Task data
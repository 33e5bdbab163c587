//! Core types for Warden.
//!
//! This module provides type-safe wrappers for admin identities, roles and
//! the static permission table.

pub mod identity;
pub mod permission;
pub mod role;

pub use identity::{AdminIdentity, IdentityError};
pub use permission::{AdminFlags, Grant, Permission};
pub use role::{AdminRole, RoleParseError};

Work instructions
Transcribe the full listing exactly, keeping every word as it is.

Solution to the exercise
repository 33e5bdbab163c587
//! Core types for Warden.
//!
//! This module provides type-safe wrappers for admin identities, roles and
//! the static permission table.

pub mod identity;
pub mod permission;
pub mod role;

pub use identity::{AdminIdentity, IdentityError};
pub use permission::{AdminFlags, Grant, Permission};
pub use role::{AdminRole, RoleParseError};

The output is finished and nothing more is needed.